Required work
Please give the number of lines in the entries below that hold "AllFills", with no other words.

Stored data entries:

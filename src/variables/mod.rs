//! Value model of the design tool's variables
//!
//! These types mirror the JSON the host hands over: variables grouped into
//! collections, one stored value per mode, where a value is either a literal or an
//! alias to another variable.

pub mod color;
pub mod store;

use indexmap::IndexMap;
use serde::{Deserialize, Serialize};

pub use color::Rgba;
pub use store::{ExportDocument, VariableStore};

/// Type every value of a variable resolves to
#[derive(Debug, Clone, Copy, PartialEq, Eq, Hash, Serialize, Deserialize)]
#[serde(rename_all = "SCREAMING_SNAKE_CASE")]
pub enum ResolvedType {
    Color,
    Float,
    String,
    Boolean,
}

/// Usage-scope tag of a variable. Only a few of them change how values are emitted.
#[derive(Debug, Clone, Copy, PartialEq, Eq, Hash, Serialize, Deserialize)]
#[serde(rename_all = "SCREAMING_SNAKE_CASE")]
pub enum VariableScope {
    AllScopes,
    TextContent,
    CornerRadius,
    WidthHeight,
    Gap,
    AllFills,
    FrameFill,
    ShapeFill,
    TextFill,
    StrokeColor,
    StrokeFloat,
    EffectFloat,
    EffectColor,
    Opacity,
    FontFamily,
    FontStyle,
    FontWeight,
    FontSize,
    LineHeight,
    LetterSpacing,
    ParagraphSpacing,
    ParagraphIndent,
    #[serde(other)]
    Other,
}

impl VariableScope {
    /// FLOAT values in these scopes are unitless
    pub fn is_unitless(self) -> bool {
        matches!(self, VariableScope::Opacity | VariableScope::TextContent)
    }
}

/// Marker for the `type` field of an alias object
#[derive(Debug, Clone, Copy, PartialEq, Eq, Serialize, Deserialize)]
pub enum AliasKind {
    #[serde(rename = "VARIABLE_ALIAS")]
    VariableAlias,
}

/// Pointer from a value to another variable
#[derive(Debug, Clone, PartialEq, Serialize, Deserialize)]
pub struct VariableAlias {
    #[serde(rename = "type")]
    pub kind: AliasKind,
    pub id: String,
}

impl VariableAlias {
    pub fn new(id: impl Into<String>) -> Self {
        Self {
            kind: AliasKind::VariableAlias,
            id: id.into(),
        }
    }
}

/// A terminal value
#[derive(Debug, Clone, PartialEq, Serialize, Deserialize)]
#[serde(untagged)]
pub enum Literal {
    Color(Rgba),
    Number(f64),
    Boolean(bool),
    String(String),
}

impl Literal {
    /// Short human readable form, used for diagnostics and graph labels
    pub fn display(&self) -> String {
        match self {
            Literal::Color(color) if color.is_opaque() => color.to_hex(),
            Literal::Color(color) => color.to_hex_with_alpha(),
            Literal::Number(number) => format_number(*number),
            Literal::Boolean(flag) => flag.to_string(),
            Literal::String(text) => text.clone(),
        }
    }
}

/// Value stored for one mode
#[derive(Debug, Clone, PartialEq, Serialize, Deserialize)]
#[serde(untagged)]
pub enum VariableValue {
    Alias(VariableAlias),
    Literal(Literal),
}

impl VariableValue {
    pub fn alias(id: impl Into<String>) -> Self {
        VariableValue::Alias(VariableAlias::new(id))
    }
}

impl From<Literal> for VariableValue {
    fn from(literal: Literal) -> Self {
        VariableValue::Literal(literal)
    }
}

#[derive(Debug, Clone, PartialEq, Serialize, Deserialize)]
#[serde(rename_all = "camelCase")]
pub struct Variable {
    pub id: String,
    /// Slash-delimited path, e.g. `colors/brand/primary`
    pub name: String,
    pub resolved_type: ResolvedType,
    pub variable_collection_id: String,
    #[serde(default)]
    pub scopes: Vec<VariableScope>,
    #[serde(default)]
    pub values_by_mode: IndexMap<String, VariableValue>,
}

impl Variable {
    pub fn value_for_mode(&self, mode_id: &str) -> Option<&VariableValue> {
        self.values_by_mode.get(mode_id)
    }

    /// Name minus its last path segment: `colors/gray/500` -> `colors/gray`
    pub fn group_prefix(&self) -> &str {
        match self.name.rfind('/') {
            Some(index) => &self.name[..index],
            None => "",
        }
    }
}

#[derive(Debug, Clone, PartialEq, Serialize, Deserialize)]
#[serde(rename_all = "camelCase")]
pub struct VariableMode {
    pub mode_id: String,
    pub name: String,
}

#[derive(Debug, Clone, PartialEq, Serialize, Deserialize)]
#[serde(rename_all = "camelCase")]
pub struct VariableCollection {
    pub id: String,
    pub name: String,
    /// Order is kept for deterministic output
    pub modes: Vec<VariableMode>,
    pub default_mode_id: String,
    #[serde(default)]
    pub variable_ids: Vec<String>,
}

/// Format a number the way the design tool prints it: no trailing `.0`
pub fn format_number(value: f64) -> String {
    if value.fract() == 0.0 && value.abs() < 1e15 {
        format!("{}", value as i64)
    } else {
        format!("{}", value)
    }
}

#[cfg(test)]
mod tests {
    use super::*;

    #[test]
    fn test_deserialize_alias_and_literals() {
        let json = r#"{
            "id": "VariableID:1:2",
            "name": "colors/brand/primary",
            "resolvedType": "COLOR",
            "variableCollectionId": "VariableCollectionId:1:0",
            "scopes": ["ALL_FILLS", "SOMETHING_NEW"],
            "valuesByMode": {
                "1:0": { "r": 1, "g": 0.5, "b": 0, "a": 1 },
                "1:1": { "type": "VARIABLE_ALIAS", "id": "VariableID:9:9" }
            }
        }"#;
        let variable: Variable = serde_json::from_str(json).unwrap();

        assert_eq!(variable.resolved_type, ResolvedType::Color);
        assert_eq!(variable.scopes, vec![VariableScope::AllFills, VariableScope::Other]);
        assert!(matches!(
            variable.value_for_mode("1:0"),
            Some(VariableValue::Literal(Literal::Color(_)))
        ));
        assert_eq!(
            variable.value_for_mode("1:1"),
            Some(&VariableValue::alias("VariableID:9:9"))
        );
    }

    #[test]
    fn test_deserialize_scalar_literals() {
        let number: VariableValue = serde_json::from_str("12.5").unwrap();
        let flag: VariableValue = serde_json::from_str("true").unwrap();
        let text: VariableValue = serde_json::from_str("\"Inter\"").unwrap();

        assert_eq!(number, VariableValue::Literal(Literal::Number(12.5)));
        assert_eq!(flag, VariableValue::Literal(Literal::Boolean(true)));
        assert_eq!(text, VariableValue::Literal(Literal::String("Inter".to_string())));
    }

    #[test]
    fn test_group_prefix() {
        let json = r#"{"id":"1","name":"colors/gray/500","resolvedType":"COLOR","variableCollectionId":"c"}"#;
        let variable: Variable = serde_json::from_str(json).unwrap();
        assert_eq!(variable.group_prefix(), "colors/gray");

        let json = r#"{"id":"2","name":"flat","resolvedType":"FLOAT","variableCollectionId":"c"}"#;
        let variable: Variable = serde_json::from_str(json).unwrap();
        assert_eq!(variable.group_prefix(), "");
    }

    #[test]
    fn test_format_number() {
        assert_eq!(format_number(16.0), "16");
        assert_eq!(format_number(0.875), "0.875");
        assert_eq!(format_number(-2.0), "-2");
    }
}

Task output
2